- [REQUIRED WORK] Whenever a line below mentions the word "crate", that line should be copied.
-------------------------
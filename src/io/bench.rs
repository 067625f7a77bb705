//! I/O for ISCAS-89 `.bench` files.
//!
//! Statement collection into `(name, keyword, args)` triples, then a
//! single resolution pass against a name table, building [`ParsedGate`]s
//! with the flat [`GateKind`] set. `DFF(d)` (the only sequential
//! primitive ISCAS-89 bench files use) is split into a `DffOutput` (the
//! statement name itself, a PPI) paired with a synthetic `DffInput` sink
//! for `d` (a PPO).

use std::collections::HashMap;
use std::io::{BufRead, BufReader, Read, Write};

use crate::error::{AtpgError, Result};
use crate::netlist::{GateKind, Netlist, Node, ParsedGate};

use super::utils::{bench_keyword, split_tokens};

fn gate_kind(keyword: &str) -> Option<GateKind> {
    match keyword {
        "AND" => Some(GateKind::And),
        "NAND" => Some(GateKind::Nand),
        "OR" => Some(GateKind::Or),
        "NOR" => Some(GateKind::Nor),
        "XOR" => Some(GateKind::Xor),
        "XNOR" => Some(GateKind::Xnor),
        "BUF" | "BUFF" => Some(GateKind::Buf),
        "NOT" | "INV" => Some(GateKind::Not),
        _ => None,
    }
}

/// Read a netlist in `.bench` format, as used by the ISCAS-89
/// benchmarks. Statements look like:
/// ```text
///     # This is a comment
///     INPUT(i0)
///     INPUT(i1)
///     x0 = AND(i0, i1)
///     x1 = NAND(x0, i1)
///     x6 = gnd
///     x7 = vdd
///     f1 = DFF(x1)
///     OUTPUT(x0)
/// ```
/// `f1`'s statement both declares a PPI named `f1` and, via the
/// synthetic `f1$D` sink, a PPO fed by `x1`.
pub fn read_bench<R: Read>(r: R) -> Result<Vec<ParsedGate>> {
    let mut inputs: Vec<String> = Vec::new();
    let mut outputs: Vec<String> = Vec::new();
    let mut statements: Vec<(String, String, Vec<String>)> = Vec::new();

    for line in BufReader::new(r).lines() {
        let line = line?;
        let t = line.trim();
        if t.is_empty() || t.starts_with('#') {
            continue;
        }
        if !t.contains('=') {
            let parts = split_tokens(t, &['(', ')']);
            if parts.len() != 2 {
                return Err(AtpgError::NetlistInvalid(format!(
                    "malformed .bench directive: {}",
                    t
                )));
            }
            match parts[0].to_uppercase().as_str() {
                "INPUT" | "PINPUT" => inputs.push(parts[1].clone()),
                "OUTPUT" | "POUTPUT" => outputs.push(parts[1].clone()),
                other => {
                    return Err(AtpgError::NetlistInvalid(format!(
                        "unknown .bench directive: {}",
                        other
                    )))
                }
            }
        } else {
            let parts = split_tokens(t, &['=', '(', ',', ')']);
            if parts.len() < 2 {
                return Err(AtpgError::NetlistInvalid(format!(
                    "malformed .bench statement: {}",
                    t
                )));
            }
            let name = parts[0].clone();
            let keyword = parts[1].to_uppercase();
            let args = parts[2..].to_vec();
            statements.push((name, keyword, args));
        }
    }

    let mut gates: Vec<ParsedGate> = Vec::new();
    let mut declared: HashMap<String, ()> = HashMap::new();
    for name in &inputs {
        gates.push(ParsedGate::new(name, GateKind::PrimaryInput, Vec::new()));
        declared.insert(name.clone(), ());
    }

    // ABC-style naming for constant signals: referenced only if present
    // in a statement's argument list, so collect them lazily by
    // scanning every statement's args up front.
    let mut needs_vdd = false;
    let mut needs_gnd = false;
    for (_, keyword, args) in &statements {
        if keyword == "VDD" {
            needs_vdd = true;
        }
        if keyword == "VSS" || keyword == "GND" {
            needs_gnd = true;
        }
        for a in args {
            if a == "vdd" {
                needs_vdd = true;
            }
            if a == "gnd" {
                needs_gnd = true;
            }
        }
    }
    if needs_vdd && !declared.contains_key("vdd") {
        gates.push(ParsedGate::new("vdd", GateKind::Const1, Vec::new()));
        declared.insert("vdd".to_string(), ());
    }
    if needs_gnd && !declared.contains_key("gnd") {
        gates.push(ParsedGate::new("gnd", GateKind::Const0, Vec::new()));
        declared.insert("gnd".to_string(), ());
    }

    for (name, keyword, args) in &statements {
        if declared.insert(name.clone(), ()).is_some() {
            return Err(AtpgError::NetlistInvalid(format!(
                "signal '{}' is defined twice",
                name
            )));
        }
        match keyword.as_str() {
            "DFF" => {
                if args.len() != 1 {
                    return Err(AtpgError::NetlistInvalid(format!(
                        "DFF '{}' needs exactly one argument",
                        name
                    )));
                }
                gates.push(ParsedGate::new_dff(
                    name,
                    GateKind::DffOutput,
                    Vec::new(),
                    name,
                ));
                gates.push(ParsedGate::new_dff(
                    format!("{}$D", name),
                    GateKind::DffInput,
                    vec![args[0].clone()],
                    name,
                ));
            }
            // A bare constant statement like `x7 = gnd` parses as a
            // zero-argument "keyword" equal to the constant's own name.
            "VDD" => gates.push(ParsedGate::new(name, GateKind::Const1, Vec::new())),
            "GND" | "VSS" => gates.push(ParsedGate::new(name, GateKind::Const0, Vec::new())),
            other => {
                if let Some(kind) = gate_kind(other) {
                    if kind.min_arity() > args.len() {
                        return Err(AtpgError::NetlistInvalid(format!(
                            "'{}' ({}) needs at least {} inputs",
                            name,
                            other,
                            kind.min_arity()
                        )));
                    }
                    gates.push(ParsedGate::new(name, kind, args.clone()));
                } else {
                    return Err(AtpgError::UnsupportedGate(other.to_string()));
                }
            }
        }
    }

    for o in &outputs {
        gates.push(ParsedGate::new(
            format!("{}$PO", o),
            GateKind::PrimaryOutput,
            vec![o.clone()],
        ));
    }

    Ok(gates)
}

/// Write `net` in `.bench` format. `PrimaryOutput`/`DffInput` nodes are
/// transparent wires in this representation, so their own statement is
/// skipped and the `OUTPUT`/DFF statement references their single fanin
/// directly.
pub fn write_bench<W: Write>(w: &mut W, net: &Netlist) -> Result<()> {
    writeln!(w, "# .bench (ISCAS-89) file")?;
    writeln!(w, "# Generated by this crate's netlist writer")?;
    for &i in net.inputs() {
        writeln!(w, "INPUT({})", display_name(net.node(i)))?;
    }
    writeln!(w)?;
    for &o in net.outputs() {
        let driver = net.node(o).fanin[0];
        writeln!(w, "OUTPUT({})", display_name(net.node(driver)))?;
    }
    writeln!(w)?;
    for node in net.nodes() {
        match node.kind {
            GateKind::PrimaryInput | GateKind::PrimaryOutput | GateKind::DffInput => continue,
            GateKind::DffOutput => {
                let d = net
                    .dffs()
                    .iter()
                    .find(|&&(_, q)| q == node.id)
                    .map(|&(d, _)| d)
                    .expect("DffOutput always has a paired DffInput");
                let driver = net.node(d).fanin[0];
                writeln!(w, "{} = DFF({})", display_name(node), display_name(net.node(driver)))?;
            }
            GateKind::Const0 => writeln!(w, "{} = gnd", display_name(node))?,
            GateKind::Const1 => writeln!(w, "{} = vdd", display_name(node))?,
            _ => {
                let args = node
                    .fanin
                    .iter()
                    .map(|&f| display_name(net.node(f)))
                    .collect::<Vec<_>>()
                    .join(", ");
                writeln!(w, "{} = {}({})", display_name(node), bench_keyword(node.kind), args)?;
            }
        }
    }
    Ok(())
}

fn display_name(node: &Node) -> String {
    node.name.clone().unwrap_or_else(|| node.id.to_string())
}

#[cfg(test)]
mod tests {
    use super::*;

    #[test]
    fn test_basic_readwrite() {
        let example = "# .bench (ISCAS) file
INPUT(i0)
INPUT(i1)

OUTPUT(x0)
OUTPUT(x1)
OUTPUT(x2)
OUTPUT(x3)
OUTPUT(x4)
OUTPUT(x5)
OUTPUT(x6)

x0 = AND(i0, i1)
x1 = NAND(i0, i1)
x2 = OR(i0, i1)
x3 = NOR(i0, i1)
x4 = XOR(i0, i1)
x5 = BUF(i0)
x6 = NOT(i1)
x7 = NOT(x2)
";
        let gates = read_bench(example.as_bytes()).unwrap();
        let net = Netlist::build(gates).unwrap();
        assert_eq!(net.inputs().len(), 2);
        assert_eq!(net.outputs().len(), 7);

        let mut buf = Vec::new();
        write_bench(&mut buf, &net).unwrap();
        let rewritten = String::from_utf8(buf).unwrap();
        assert!(rewritten.contains("INPUT(i0)"));
    }

    #[test]
    fn test_dff_roundtrip() {
        let example = "
INPUT(ci)
OUTPUT(q)
q = DFF(ci)
";
        let gates = read_bench(example.as_bytes()).unwrap();
        let net = Netlist::build(gates).unwrap();
        assert_eq!(net.dffs().len(), 1);
        assert_eq!(net.ppis().len(), 2);
    }

    #[test]
    fn test_undefined_signal_errors() {
        let example = "
INPUT(i0)
OUTPUT(x0)
x0 = AND(i0, missing)
";
        let gates = read_bench(example.as_bytes()).unwrap();
        assert!(Netlist::build(gates).is_err());
    }
}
-------------------------
- [SOLUTION BELOW]
use crate::error::{AtpgError, Result};
use crate::netlist::{GateKind, Netlist, Node, ParsedGate};
    writeln!(w, "# Generated by this crate's netlist writer")?;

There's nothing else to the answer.